1997 - Fellow of the American Association for the Advancement of Science (AAAS)
Crystallography, Nuclear magnetic resonance, Protein structure, Nuclear magnetic resonance spectroscopy and Chemical physics are his primary areas of study. The Crystallography study combines topics in areas such as Phospholipid, Lipid bilayer and Ligand. His work in the fields of Nuclear magnetic resonance, such as Helix and Two-dimensional nuclear magnetic resonance spectroscopy, intersects with other areas such as Carbon-13, Electric field and Field.
His Protein structure research is multidisciplinary, incorporating perspectives in Integral membrane protein, Cell biology, Protein folding, Transmembrane domain and Acyl carrier protein. His research integrates issues of Immunoglobulin G, Glycan, Peptide bond, Resonance and Binding site in his study of Nuclear magnetic resonance spectroscopy. The various areas that James H. Prestegard examines in his Chemical physics study include Dipole, Magnetic dipole–dipole interaction, Biomolecule, Molecule and Anisotropy.

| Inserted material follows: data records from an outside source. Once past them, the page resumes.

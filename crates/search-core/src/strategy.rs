use core::fmt;
use core::str::FromStr;

#[cfg(feature = "serde")]
use serde::{Deserialize, Serialize};

use crate::SearchError;

/// Frontier discipline used by the engine.
#[derive(Debug, Clone, Copy, PartialEq, Eq, Hash)]
#[cfg_attr(feature = "serde", derive(Serialize, Deserialize))]
#[cfg_attr(feature = "serde", serde(rename_all = "lowercase"))]
pub enum Strategy {
    /// FIFO frontier; returns a path with the fewest moves.
    Bfs,
    /// LIFO frontier.
    Dfs,
    /// Priority frontier ordered by `g + h`.
    AStar,
}

impl Strategy {
    pub const ALL: [Strategy; 3] = [Strategy::Bfs, Strategy::Dfs, Strategy::AStar];

    pub fn as_str(self) -> &'static str {
        match self {
            Strategy::Bfs => "bfs",
            Strategy::Dfs => "dfs",
            Strategy::AStar => "astar",
        }
    }
}

impl fmt::Display for Strategy {
    fn fmt(&self, f: &mut fmt::Formatter<'_>) -> fmt::Result {
        f.write_str(self.as_str())
    }
}

impl FromStr for Strategy {
    type Err = SearchError;

    fn from_str(s: &str) -> Result<Self, Self::Err> {
        match s.trim().to_ascii_lowercase().as_str() {
            "bfs" => Ok(Strategy::Bfs),
            "dfs" => Ok(Strategy::Dfs),
            "astar" | "a*" | "a-star" => Ok(Strategy::AStar),
            _ => Err(SearchError::UnsupportedStrategy(s.to_string())),
        }
    }
}
//! `search` - run the state-space search toolkit from the command line.
//!
//! - `search solve <water-jug|blocks|tiles>` - uninformed / A* search, prints the path
//! - `search climb` - steepest-ascent hill climbing on the sliding-tile instance
//! - `search anneal` - simulated annealing on a one-dimensional objective
//! - `search vacuum` - run a vacuum agent in a random two-room world
//! - `search eval <blocks|tictactoe>` - standalone evaluation functions

mod config;
mod report;

use std::path::PathBuf;

use anyhow::{Context, Result};
use clap::{Parser, Subcommand, ValueEnum};
use tracing_subscriber::{fmt, EnvFilter};

use search_agents::{run_agent, ModelBasedAgent, ReflexAgent, VacuumAgent, VacuumWorld};
use search_core::{DeterministicRng, Problem, Searcher, SplitMix64, Strategy};
use search_local::{simulated_annealing, HillClimber};
use search_problems::{support_score, Mark, TicTacToe};

use config::RunConfig;

#[derive(Parser)]
#[command(name = "search")]
#[command(about = "State-space search, local optimization and vacuum agents", version)]
struct Cli {
    /// YAML run file with problem instances and engine limits
    #[arg(short, long, global = true)]
    config: Option<PathBuf>,

    /// Verbose output
    #[arg(short, long, global = true)]
    verbose: bool,

    #[command(subcommand)]
    command: Commands,
}

#[derive(Subcommand)]
enum Commands {
    /// Search a problem instance and print the path to the goal
    Solve {
        #[arg(value_enum)]
        problem: ProblemKind,

        /// bfs, dfs or astar
        #[arg(short, long, default_value = "bfs")]
        strategy: String,

        /// Stop after this many expansions
        #[arg(long)]
        max_expansions: Option<usize>,
    },

    /// Hill-climb the sliding-tile instance by Manhattan distance
    Climb {
        #[arg(long)]
        max_steps: Option<usize>,
    },

    /// Maximize -(x-3)^2 + 10 by simulated annealing
    Anneal {
        #[arg(long)]
        seed: Option<u64>,
    },

    /// Clean a random two-room world
    Vacuum {
        #[arg(long)]
        seed: Option<u64>,

        /// Use the model-based agent instead of the simple reflex agent
        #[arg(long)]
        model: bool,
    },

    /// Score a position with a standalone evaluation function
    Eval {
        #[command(subcommand)]
        target: EvalTarget,
    },
}

#[derive(Clone, Copy, ValueEnum)]
enum ProblemKind {
    WaterJug,
    Blocks,
    Tiles,
}

#[derive(Subcommand)]
enum EvalTarget {
    /// Support score of the configured initial stacks against the goal stacks
    Blocks,

    /// Line openness of a tic-tac-toe board
    Tictactoe {
        /// Three rows of `X`, `O` or `_`
        #[arg(num_args = 3, default_values = ["XO_", "_X_", "O__"])]
        rows: Vec<String>,
    },
}

fn main() -> Result<()> {
    let cli = Cli::parse();

    let filter = EnvFilter::try_from_default_env().unwrap_or_else(|_| {
        if cli.verbose {
            EnvFilter::new("debug")
        } else {
            EnvFilter::new("info")
        }
    });

    fmt().with_env_filter(filter).with_target(false).init();

    let config = RunConfig::load_or_default(cli.config.as_deref())?;

    match cli.command {
        Commands::Solve {
            problem,
            strategy,
            max_expansions,
        } => {
            let strategy: Strategy = strategy.parse()?;
            let mut search_config = config.search;
            if max_expansions.is_some() {
                search_config.max_expansions = max_expansions;
            }
            let searcher = Searcher::new(strategy).with_config(search_config);
            solve(&config, problem, &searcher)
        }
        Commands::Climb { max_steps } => climb(&config, max_steps),
        Commands::Anneal { seed } => anneal(&config, seed),
        Commands::Vacuum { seed, model } => vacuum(&config, seed, model),
        Commands::Eval { target } => eval(&config, target),
    }
}

fn solve(config: &RunConfig, kind: ProblemKind, searcher: &Searcher) -> Result<()> {
    match kind {
        ProblemKind::WaterJug => {
            let problem = config.water_jug.problem()?;
            tracing::info!(strategy = %searcher.strategy(), "Solving water-jug");
            let report = searcher.run(&problem).context("Search failed")?;
            report::print_solution(&report, |a, b| {
                problem.move_between(*a, *b).map(|m| m.to_string())
            });
        }
        ProblemKind::Blocks => {
            let problem = config.blocks.problem()?;
            tracing::info!(strategy = %searcher.strategy(), "Solving blocks");
            let report = searcher.run(&problem).context("Search failed")?;
            report::print_solution(&report, |a, b| {
                problem.move_between(a, b).map(|m| m.to_string())
            });
        }
        ProblemKind::Tiles => {
            let problem = config.sliding_tile.problem()?;
            if !problem.is_solvable() {
                tracing::warn!("Goal board has the wrong parity; search will exhaust the reachable half");
            }
            tracing::info!(strategy = %searcher.strategy(), "Solving sliding tile");
            let report = searcher.run(&problem).context("Search failed")?;
            report::print_solution(&report, |a, b| {
                problem.move_between(a, b).map(|d| d.to_string())
            });
        }
    }
    Ok(())
}

fn climb(config: &RunConfig, max_steps: Option<usize>) -> Result<()> {
    let problem = config.sliding_tile.problem()?;
    let mut climb_config = config.climb;
    if max_steps.is_some() {
        climb_config.max_steps = max_steps;
    }

    let result = HillClimber::new()
        .with_config(climb_config)
        .climb(
            problem.initial(),
            |b| problem.manhattan(b),
            |b| problem.successors(b),
        );

    println!("Initial state:");
    println!("{}", problem.initial());
    println!();
    if problem.is_goal(&result.state) {
        println!("Reached the goal in {} steps:", result.steps);
    } else {
        println!(
            "Stuck at a local optimum after {} steps (Manhattan distance {}):",
            result.steps, result.cost
        );
    }
    println!("{}", result.state);
    Ok(())
}

fn anneal(config: &RunConfig, seed: Option<u64>) -> Result<()> {
    let section = &config.anneal;
    let mut rng = SplitMix64::new(seed.unwrap_or(section.seed));
    let initial = rng.next_f64_range(0.0, 10.0);

    let result = simulated_annealing(
        initial,
        |x: &f64| -((x - 3.0) * (x - 3.0)) + 10.0,
        |x: &f64, rng: &mut SplitMix64| x + rng.next_f64_range(-1.0, 1.0),
        &section.schedule(),
        &section.config(),
        &mut rng,
    );

    println!("Initial state: {initial:.4}");
    println!("Final state: {:.4}", result.state);
    println!("Final value: {:.4}", result.value);
    println!(
        "Iterations: {} ({} moves accepted)",
        result.iterations, result.accepted
    );
    Ok(())
}

fn vacuum(config: &RunConfig, seed: Option<u64>, model: bool) -> Result<()> {
    let mut rng = SplitMix64::new(seed.unwrap_or(config.vacuum.seed));
    let mut world = VacuumWorld::random(&mut rng);
    let mut agent: Box<dyn VacuumAgent> = if model {
        Box::new(ModelBasedAgent::new())
    } else {
        Box::new(ReflexAgent)
    };

    println!("Starting the {} vacuum cleaner", agent.name());
    println!("{world}");
    let run = run_agent(agent.as_mut(), &mut world, config.vacuum.max_steps);
    for (i, action) in run.actions.iter().enumerate() {
        println!("Step {}: {action}", i + 1);
    }
    if run.clean {
        println!("All rooms are clean! Total steps taken: {}", run.steps);
    } else {
        println!("Gave up after {} steps: {world}", run.steps);
    }
    Ok(())
}

fn eval(config: &RunConfig, target: EvalTarget) -> Result<()> {
    match target {
        EvalTarget::Blocks => {
            let state = config.blocks.initial_stacks();
            let goal = config.blocks.goal_stacks();
            println!("State:\n{state}\n");
            println!("Goal:\n{goal}\n");
            println!("Support score: {}", support_score(&state, &goal));
        }
        EvalTarget::Tictactoe { rows } => {
            let board = TicTacToe::parse(&rows).context("Invalid tic-tac-toe board")?;
            println!("{board}\n");
            println!("Openness for X: {}", board.openness(Mark::X));
            println!("Openness for O: {}", board.openness(Mark::O));
        }
    }
    Ok(())
}
use thiserror::Error;

/// Invalid problem instance.
#[derive(Debug, Clone, PartialEq, Eq, Error)]
pub enum ProblemError {
    #[error("jug capacities must be non-zero, got ({first}, {second})")]
    ZeroCapacity { first: u32, second: u32 },

    #[error("{which} state {state} exceeds jug capacities {capacities}")]
    JugOverflow {
        which: &'static str,
        state: String,
        capacities: String,
    },

    #[error("block world needs at least two stacks, got {0}")]
    TooFewStacks(usize),

    #[error("initial state has {initial} stacks but goal has {goal}")]
    StackCountMismatch { initial: usize, goal: usize },

    #[error("block {0:?} appears more than once")]
    DuplicateBlock(char),

    #[error("board side must be between 2 and 15, got {0}")]
    BoardSize(usize),

    #[error("board row {row} has {len} tiles, expected {expected}")]
    RaggedRow { row: usize, len: usize, expected: usize },

    #[error("board tiles must be a permutation of 0..{0}")]
    NotAPermutation(usize),

    #[error("initial board is {initial}x{initial} but goal is {goal}x{goal}")]
    BoardSizeMismatch { initial: usize, goal: usize },

    #[error("invalid tic-tac-toe cell {0:?} (expected 'X', 'O' or ' ')")]
    InvalidCell(char),

    #[error("tic-tac-toe board must be 3 rows of 3 cells")]
    TicTacToeShape,
}

pub type Result<T> = std::result::Result<T, ProblemError>;
#![cfg(feature = "serde")]

use search_problems::{Board, Jugs, Stacks};

#[test]
fn board_serializes_as_rows() {
    let board = Board::from_rows(&[[1u8, 2, 3], [4, 0, 5], [7, 8, 6]]).unwrap();
    let json = serde_json::to_string(&board).expect("serialize board");
    assert_eq!(json, "[[1,2,3],[4,0,5],[7,8,6]]");

    let back: Board = serde_json::from_str(&json).expect("deserialize board");
    assert_eq!(back, board);
    assert_eq!(back.blank(), (1, 1));
}

#[test]
fn invalid_board_fails_to_deserialize() {
    let err = serde_json::from_str::<Board>("[[1,1],[2,0]]");
    assert!(err.is_err());
}

#[test]
fn jugs_and_stacks_roundtrip() {
    let jugs = Jugs::new(2, 3);
    let json = serde_json::to_string(&jugs).expect("serialize jugs");
    assert_eq!(serde_json::from_str::<Jugs>(&json).expect("deserialize jugs"), jugs);

    let stacks = Stacks::from_labels(["AB", "C", ""]);
    let json = serde_json::to_string(&stacks).expect("serialize stacks");
    assert_eq!(json, r#"[["A","B"],["C"],[]]"#);
    assert_eq!(
        serde_json::from_str::<Stacks>(&json).expect("deserialize stacks"),
        stacks
    );
}
use core::fmt::Debug;
use core::hash::Hash;

/// A value usable as a search state.
///
/// States are immutable once produced: successor generation builds fresh values and never
/// mutates its input. `Eq` and `Hash` must agree, and the derived `Hash` of a typed state is its
/// canonical form, so two semantically identical states always deduplicate in the visited map.
pub trait SearchState: Clone + Eq + Hash + Debug {}

impl<T> SearchState for T where T: Clone + Eq + Hash + Debug {}

/// A problem definition the engine can explore.
pub trait Problem {
    type State: SearchState;

    fn initial(&self) -> Self::State;

    /// Structural goal test.
    fn is_goal(&self, state: &Self::State) -> bool;

    /// Every valid single-step transition from `state`.
    ///
    /// Enumeration order only decides which of several equally good paths is found first.
    fn successors(&self, state: &Self::State) -> Vec<Self::State>;

    /// Cost of moving from `from` to its successor `to`. Must be non-negative (it is unsigned).
    fn step_cost(&self, _from: &Self::State, _to: &Self::State) -> u32 {
        1
    }

    /// Admissible estimate of the remaining cost to the goal.
    ///
    /// The default of zero is admissible for any problem and turns A* into uniform-cost search.
    fn heuristic(&self, _state: &Self::State) -> u32 {
        0
    }
}

impl<P> Problem for &P
where
    P: Problem + ?Sized,
{
    type State = P::State;

    fn initial(&self) -> Self::State {
        (**self).initial()
    }

    fn is_goal(&self, state: &Self::State) -> bool {
        (**self).is_goal(state)
    }

    fn successors(&self, state: &Self::State) -> Vec<Self::State> {
        (**self).successors(state)
    }

    fn step_cost(&self, from: &Self::State, to: &Self::State) -> u32 {
        (**self).step_cost(from, to)
    }

    fn heuristic(&self, state: &Self::State) -> u32 {
        (**self).heuristic(state)
    }
}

James H. Prestegard mostly deals with Structural genomics, Stereochemistry, Crystallography, Nuclear magnetic resonance spectroscopy and Nuclear magnetic resonance. His Structural genomics research includes elements of Genetics, Solution structure and Computational biology. His Stereochemistry study incorporates themes from Sialic acid, Glycosidic bond, Glycolipid, Acyl carrier protein and Chemical shift.
As a part of the same scientific study, James H. Prestegard usually deals with the Crystallography, concentrating on Protein structure and frequently concerns with Residual dipolar coupling. His studies deal with areas such as Proton NMR, Protein secondary structure and Analytical chemistry as well as Nuclear magnetic resonance spectroscopy. His Nuclear magnetic resonance study integrates concerns from other disciplines, such as Chemical physics and Dipole.

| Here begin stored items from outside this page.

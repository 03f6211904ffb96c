//! Problem adapters for the search engine, plus standalone evaluation functions.
//!
//! Each adapter owns a typed, immutable state (`Jugs`, `Stacks`, `Board`) whose derived `Hash`
//! is its canonical form, and implements [`search_core::Problem`].

#![cfg_attr(docsrs, feature(doc_cfg))]
#![forbid(unsafe_code)]

pub mod blocks;
pub mod error;
pub mod sliding_tile;
pub mod tictactoe;
pub mod water_jug;

pub use blocks::{support_score, Block, BlockMove, BlockWorld, Stacks};
pub use error::{ProblemError, Result};
pub use sliding_tile::{Board, Direction, SlidingTile};
pub use tictactoe::{Mark, TicTacToe};
pub use water_jug::{JugMove, Jugs, WaterJug};
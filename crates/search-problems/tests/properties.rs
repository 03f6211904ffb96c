use std::collections::{HashSet, VecDeque};

use proptest::prelude::*;
use search_core::{is_valid_path, search, DeterministicRng, Problem, SplitMix64};
use search_problems::{BlockWorld, Board, Jugs, SlidingTile, Stacks, WaterJug};

/// Exhaustive reachability from the problem's initial state.
fn reachable<P: Problem>(problem: &P) -> HashSet<P::State> {
    let mut seen = HashSet::from([problem.initial()]);
    let mut queue = VecDeque::from([problem.initial()]);
    while let Some(s) = queue.pop_front() {
        for n in problem.successors(&s) {
            if seen.insert(n.clone()) {
                queue.push_back(n);
            }
        }
    }
    seen
}

fn scramble(size: usize, steps: usize, seed: u64) -> Board {
    let mut rng = SplitMix64::new(seed);
    let goal = Board::solved(size).unwrap();
    let problem = SlidingTile::new(goal.clone(), goal.clone()).unwrap();
    let mut board = goal;
    for _ in 0..steps {
        let next = problem.successors(&board);
        board = next[rng.next_index(next.len())].clone();
    }
    board
}

proptest! {
    #![proptest_config(ProptestConfig::with_cases(48))]

    #[test]
    fn water_jug_found_iff_reachable(
        cap in (1u32..6, 1u32..6),
        start in (0u32..6, 0u32..6),
        goal in (0u32..6, 0u32..6),
    ) {
        let capacities = Jugs::new(cap.0, cap.1);
        let initial = Jugs::new(start.0.min(cap.0), start.1.min(cap.1));
        let goal = Jugs::new(goal.0.min(cap.0), goal.1.min(cap.1));
        let problem = WaterJug::new(capacities, initial, goal).unwrap();

        let expected = reachable(&problem).contains(&goal);
        for strategy in search_core::Strategy::ALL {
            let report = search(&problem, strategy).unwrap();
            prop_assert_eq!(report.outcome.is_found(), expected);
            if let Some(solution) = report.outcome.solution() {
                prop_assert!(is_valid_path(&problem, &solution.path));
            }
        }
    }

    #[test]
    fn block_world_found_iff_reachable(
        initial in proptest::sample::subsequence(vec!['A', 'B', 'C'], 0..=3),
        split in 0usize..4,
        goal_perm in Just(vec!['A', 'B', 'C']).prop_shuffle(),
    ) {
        let split = split.min(initial.len());
        let (left, right) = initial.split_at(split);
        let initial = Stacks::from_labels([
            left.iter().collect::<String>(),
            right.iter().collect::<String>(),
            String::new(),
        ]);
        let goal = Stacks::from_labels([goal_perm.iter().collect::<String>(), String::new(), String::new()]);
        let problem = BlockWorld::new(initial, goal.clone()).unwrap();

        let expected = reachable(&problem).contains(&goal);
        for strategy in search_core::Strategy::ALL {
            let report = search(&problem, strategy).unwrap();
            prop_assert_eq!(report.outcome.is_found(), expected);
        }
    }

    #[test]
    fn tile_astar_is_optimal_and_heuristic_admissible(steps in 0usize..14, seed in any::<u64>()) {
        let initial = scramble(3, steps, seed);
        let problem = SlidingTile::new(initial.clone(), Board::solved(3).unwrap()).unwrap();
        prop_assert!(problem.is_solvable());

        let astar = search(&problem, search_core::Strategy::AStar).unwrap();
        let bfs = search(&problem, search_core::Strategy::Bfs).unwrap();
        let a = astar.outcome.solution().unwrap();
        let b = bfs.outcome.solution().unwrap();

        prop_assert_eq!(a.moves(), b.moves());
        prop_assert!(a.moves() <= steps);
        prop_assert!(problem.heuristic(&initial) as usize <= a.moves());
        prop_assert!(is_valid_path(&problem, &a.path));
    }

    #[test]
    fn two_by_two_solvability_matches_reachability(perm in Just(vec![0u8, 1, 2, 3]).prop_shuffle()) {
        let initial = Board::new(2, perm).unwrap();
        let goal = Board::solved(2).unwrap();
        let problem = SlidingTile::new(initial.clone(), goal.clone()).unwrap();
        prop_assert_eq!(initial.is_solvable_to(&goal), reachable(&problem).contains(&goal));
    }
}
use core::fmt;

use crate::{Room, Status};

/// What the vacuum senses in its current room.
#[derive(Debug, Clone, Copy, PartialEq, Eq)]
pub struct Percept {
    pub room: Room,
    pub status: Status,
}

#[derive(Debug, Clone, Copy, PartialEq, Eq)]
pub enum Action {
    Suck,
    MoveTo(Room),
    NoOp,
}

impl fmt::Display for Action {
    fn fmt(&self, f: &mut fmt::Formatter<'_>) -> fmt::Result {
        match self {
            Action::Suck => f.write_str("suck"),
            Action::MoveTo(room) => write!(f, "move to {room}"),
            Action::NoOp => f.write_str("no-op"),
        }
    }
}

pub trait VacuumAgent {
    fn name(&self) -> &'static str;

    fn decide(&mut self, percept: Percept) -> Action;
}

/// Acts on the current percept only.
#[derive(Debug, Clone, Copy, Default)]
pub struct ReflexAgent;

impl VacuumAgent for ReflexAgent {
    fn name(&self) -> &'static str {
        "reflex"
    }

    fn decide(&mut self, percept: Percept) -> Action {
        match percept.status {
            Status::Dirty => Action::Suck,
            Status::Clean => Action::MoveTo(percept.room.other()),
        }
    }
}

/// Remembers the last known status of each room and stays put once both are known clean.
#[derive(Debug, Clone, Copy, Default, PartialEq, Eq)]
pub struct ModelBasedAgent {
    model: [Option<Status>; 2],
}

impl ModelBasedAgent {
    pub fn new() -> Self {
        Self::default()
    }

    pub fn believed(&self, room: Room) -> Option<Status> {
        self.model[room.index()]
    }
}

impl VacuumAgent for ModelBasedAgent {
    fn name(&self) -> &'static str {
        "model-based"
    }

    fn decide(&mut self, percept: Percept) -> Action {
        self.model[percept.room.index()] = Some(percept.status);

        if percept.status == Status::Dirty {
            // Sucking always leaves the room clean.
            self.model[percept.room.index()] = Some(Status::Clean);
            return Action::Suck;
        }

        let other = percept.room.other();
        if self.believed(other) == Some(Status::Clean) {
            Action::NoOp
        } else {
            Action::MoveTo(other)
        }
    }
}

James H. Prestegard mainly investigates Structural genomics, Computational biology, Stereochemistry, Biochemistry and Protein structure. The study incorporates disciplines such as Genetics and Solution structure in addition to Structural genomics. His Stereochemistry study combines topics in areas such as Rhodopseudomonas palustris, Acyl carrier protein, Binding site and Chemical shift.
His work carried out in the field of Protein structure brings together such families of science as Crystallography, Protein domain and Cell biology. His Crystallography research is multidisciplinary, incorporating elements of Nuclear magnetic resonance spectroscopy, Residual dipolar coupling, Protein secondary structure, Paramagnetism and Residual. His biological study deals with issues like Amino acid, which deal with fields such as Nuclear magnetic resonance.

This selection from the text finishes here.